[Start of Attachment]

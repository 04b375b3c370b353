use chrono::Utc;
use rusqlite::{params, Connection, OptionalExtension, Row};

use super::Repository;
use crate::db::DatabaseError;
use crate::models::Doctor;

const DOCTOR_COLUMNS: &str =
    "id, name, address, phone, specialization, hospital_affiliation, created_at, updated_at";

fn doctor_from_row(row: &Row<'_>) -> rusqlite::Result<Doctor> {
    Ok(Doctor {
        id: row.get(0)?,
        name: row.get(1)?,
        address: row.get(2)?,
        phone: row.get(3)?,
        specialization: row.get(4)?,
        hospital_affiliation: row.get(5)?,
        created_at: row.get(6)?,
        updated_at: row.get(7)?,
    })
}

/// Insert a doctor and return the generated id.
pub fn insert_doctor(conn: &Connection, doctor: &Doctor) -> Result<i64, DatabaseError> {
    conn.execute(
        "INSERT INTO doctors (name, address, phone, specialization, hospital_affiliation,
         created_at, updated_at)
         VALUES (?1, ?2, ?3, ?4, ?5, ?6, ?7)",
        params![
            doctor.name,
            doctor.address,
            doctor.phone,
            doctor.specialization,
            doctor.hospital_affiliation,
            doctor.created_at,
            doctor.updated_at,
        ],
    )
    .map_err(DatabaseError::from_write)?;
    Ok(conn.last_insert_rowid())
}

pub fn get_doctor(conn: &Connection, id: i64) -> Result<Option<Doctor>, DatabaseError> {
    let sql = format!("SELECT {DOCTOR_COLUMNS} FROM doctors WHERE id = ?1");
    Ok(conn.query_row(&sql, params![id], doctor_from_row).optional()?)
}

pub fn get_all_doctors(conn: &Connection) -> Result<Vec<Doctor>, DatabaseError> {
    let sql = format!("SELECT {DOCTOR_COLUMNS} FROM doctors ORDER BY id");
    let mut stmt = conn.prepare(&sql)?;
    let rows = stmt.query_map([], doctor_from_row)?;
    rows.map(|r| r.map_err(DatabaseError::from)).collect()
}

pub fn update_doctor(conn: &Connection, doctor: &Doctor) -> Result<(), DatabaseError> {
    let changed = conn
        .execute(
            "UPDATE doctors SET name = ?2, address = ?3, phone = ?4, specialization = ?5,
             hospital_affiliation = ?6, updated_at = ?7
             WHERE id = ?1",
            params![
                doctor.id,
                doctor.name,
                doctor.address,
                doctor.phone,
                doctor.specialization,
                doctor.hospital_affiliation,
                doctor.updated_at,
            ],
        )
        .map_err(DatabaseError::from_write)?;
    if changed == 0 {
        return Err(DatabaseError::NotFound {
            entity_type: "Doctor".into(),
            id: doctor.id.to_string(),
        });
    }
    Ok(())
}

pub fn delete_doctor(conn: &Connection, id: i64) -> Result<(), DatabaseError> {
    conn.execute("DELETE FROM doctors WHERE id = ?1", params![id])
        .map_err(DatabaseError::from_write)?;
    Ok(())
}

impl Repository for Doctor {
    type Key = i64;
    type Detail = Doctor;

    fn key(&self) -> i64 {
        self.id
    }

    fn find_all(conn: &Connection) -> Result<Vec<Self>, DatabaseError> {
        get_all_doctors(conn)
    }

    fn find_one(conn: &Connection, key: &i64) -> Result<Option<Self>, DatabaseError> {
        get_doctor(conn, *key)
    }

    fn insert(conn: &Connection, mut entity: Self) -> Result<Self, DatabaseError> {
        let now = Utc::now();
        entity.created_at = now;
        entity.updated_at = now;
        entity.id = insert_doctor(conn, &entity)?;
        Ok(entity)
    }

    fn update(conn: &Connection, mut entity: Self) -> Result<Self, DatabaseError> {
        entity.updated_at = Utc::now();
        update_doctor(conn, &entity)?;
        Ok(entity)
    }

    fn delete(conn: &Connection, key: &i64) -> Result<(), DatabaseError> {
        delete_doctor(conn, *key)
    }

    fn with_relations(_conn: &Connection, entity: Self) -> Result<Self, DatabaseError> {
        Ok(entity)
    }
}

[End of Attachment]

* ACTIVITY
Count how many lines in the listing contain the string "address". Only that number should be given.

* TASK OUTPUT
6